■ **TASK**: Write each of the records out again exactly.

┌──

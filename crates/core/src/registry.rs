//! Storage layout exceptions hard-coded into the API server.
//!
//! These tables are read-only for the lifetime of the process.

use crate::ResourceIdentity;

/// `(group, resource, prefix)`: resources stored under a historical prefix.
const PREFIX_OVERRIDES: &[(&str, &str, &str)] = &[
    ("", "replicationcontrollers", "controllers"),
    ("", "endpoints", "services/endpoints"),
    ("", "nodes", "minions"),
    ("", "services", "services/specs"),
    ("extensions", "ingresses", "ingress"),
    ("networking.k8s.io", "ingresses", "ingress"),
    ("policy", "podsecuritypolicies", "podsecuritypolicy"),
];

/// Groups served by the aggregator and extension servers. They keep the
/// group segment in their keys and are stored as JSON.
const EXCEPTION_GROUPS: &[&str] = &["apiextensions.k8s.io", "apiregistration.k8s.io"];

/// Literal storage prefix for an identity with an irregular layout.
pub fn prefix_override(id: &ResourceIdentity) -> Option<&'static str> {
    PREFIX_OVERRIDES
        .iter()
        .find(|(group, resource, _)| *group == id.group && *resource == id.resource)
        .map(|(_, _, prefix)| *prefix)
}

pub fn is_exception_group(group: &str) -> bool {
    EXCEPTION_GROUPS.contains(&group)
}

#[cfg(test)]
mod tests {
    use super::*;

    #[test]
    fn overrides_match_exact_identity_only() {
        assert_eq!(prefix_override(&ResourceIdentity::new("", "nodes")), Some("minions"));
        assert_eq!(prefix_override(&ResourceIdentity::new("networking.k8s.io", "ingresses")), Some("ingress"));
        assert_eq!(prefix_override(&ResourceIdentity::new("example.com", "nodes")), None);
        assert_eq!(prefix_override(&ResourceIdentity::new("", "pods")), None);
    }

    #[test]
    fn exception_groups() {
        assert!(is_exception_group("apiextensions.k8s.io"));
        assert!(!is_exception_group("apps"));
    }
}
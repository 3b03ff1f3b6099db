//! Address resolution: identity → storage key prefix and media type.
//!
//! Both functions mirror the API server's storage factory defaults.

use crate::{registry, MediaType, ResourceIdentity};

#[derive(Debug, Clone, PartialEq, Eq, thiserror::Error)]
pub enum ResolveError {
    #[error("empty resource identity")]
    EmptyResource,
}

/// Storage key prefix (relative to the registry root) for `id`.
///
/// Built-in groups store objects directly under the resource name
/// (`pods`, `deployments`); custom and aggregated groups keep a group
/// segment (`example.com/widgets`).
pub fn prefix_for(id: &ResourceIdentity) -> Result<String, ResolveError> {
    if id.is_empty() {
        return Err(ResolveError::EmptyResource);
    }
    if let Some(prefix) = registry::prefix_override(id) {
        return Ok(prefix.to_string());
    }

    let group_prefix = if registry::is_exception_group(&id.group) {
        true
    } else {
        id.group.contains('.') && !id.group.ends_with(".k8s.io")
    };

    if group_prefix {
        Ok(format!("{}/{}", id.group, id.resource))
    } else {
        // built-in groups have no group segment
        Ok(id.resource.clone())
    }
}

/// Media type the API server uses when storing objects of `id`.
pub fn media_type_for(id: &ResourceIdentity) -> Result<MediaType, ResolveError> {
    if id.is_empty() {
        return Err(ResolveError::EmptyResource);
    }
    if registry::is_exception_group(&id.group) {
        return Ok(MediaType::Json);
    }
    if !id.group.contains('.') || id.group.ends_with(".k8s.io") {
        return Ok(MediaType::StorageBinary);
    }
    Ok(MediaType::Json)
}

└──

■ **RESULT OF THIS EXERCISE**:
filename crates/core/src/registry.rs
//! Storage layout exceptions hard-coded into the API server.
//!
//! These tables are read-only for the lifetime of the process.

use crate::ResourceIdentity;

/// `(group, resource, prefix)`: resources stored under a historical prefix.
const PREFIX_OVERRIDES: &[(&str, &str, &str)] = &[
    ("", "replicationcontrollers", "controllers"),
    ("", "endpoints", "services/endpoints"),
    ("", "nodes", "minions"),
    ("", "services", "services/specs"),
    ("extensions", "ingresses", "ingress"),
    ("networking.k8s.io", "ingresses", "ingress"),
    ("policy", "podsecuritypolicies", "podsecuritypolicy"),
];

/// Groups served by the aggregator and extension servers. They keep the
/// group segment in their keys and are stored as JSON.
const EXCEPTION_GROUPS: &[&str] = &["apiextensions.k8s.io", "apiregistration.k8s.io"];

/// Literal storage prefix for an identity with an irregular layout.
pub fn prefix_override(id: &ResourceIdentity) -> Option<&'static str> {
    PREFIX_OVERRIDES
        .iter()
        .find(|(group, resource, _)| *group == id.group && *resource == id.resource)
        .map(|(_, _, prefix)| *prefix)
}

pub fn is_exception_group(group: &str) -> bool {
    EXCEPTION_GROUPS.contains(&group)
}

#[cfg(test)]
mod tests {
    use super::*;

    #[test]
    fn overrides_match_exact_identity_only() {
        assert_eq!(prefix_override(&ResourceIdentity::new("", "nodes")), Some("minions"));
        assert_eq!(prefix_override(&ResourceIdentity::new("networking.k8s.io", "ingresses")), Some("ingress"));
        assert_eq!(prefix_override(&ResourceIdentity::new("example.com", "nodes")), None);
        assert_eq!(prefix_override(&ResourceIdentity::new("", "pods")), None);
    }

    #[test]
    fn exception_groups() {
        assert!(is_exception_group("apiextensions.k8s.io"));
        assert!(!is_exception_group("apps"));
    }
}
repository 3b03ff1f3b6099db
//! Address resolution: identity → storage key prefix and media type.
//!
//! Both functions mirror the API server's storage factory defaults.

use crate::{registry, MediaType, ResourceIdentity};

#[derive(Debug, Clone, PartialEq, Eq, thiserror::Error)]
pub enum ResolveError {
    #[error("empty resource identity")]
    EmptyResource,
}

/// Storage key prefix (relative to the registry root) for `id`.
///
/// Built-in groups store objects directly under the resource name
/// (`pods`, `deployments`); custom and aggregated groups keep a group
/// segment (`example.com/widgets`).
pub fn prefix_for(id: &ResourceIdentity) -> Result<String, ResolveError> {
    if id.is_empty() {
        return Err(ResolveError::EmptyResource);
    }
    if let Some(prefix) = registry::prefix_override(id) {
        return Ok(prefix.to_string());
    }

    let group_prefix = if registry::is_exception_group(&id.group) {
        true
    } else {
        id.group.contains('.') && !id.group.ends_with(".k8s.io")
    };

    if group_prefix {
        Ok(format!("{}/{}", id.group, id.resource))
    } else {
        // built-in groups have no group segment
        Ok(id.resource.clone())
    }
}

/// Media type the API server uses when storing objects of `id`.
pub fn media_type_for(id: &ResourceIdentity) -> Result<MediaType, ResolveError> {
    if id.is_empty() {
        return Err(ResolveError::EmptyResource);
    }
    if registry::is_exception_group(&id.group) {
        return Ok(MediaType::Json);
    }
    if !id.group.contains('.') || id.group.ends_with(".k8s.io") {
        return Ok(MediaType::StorageBinary);
    }
    Ok(MediaType::Json)
}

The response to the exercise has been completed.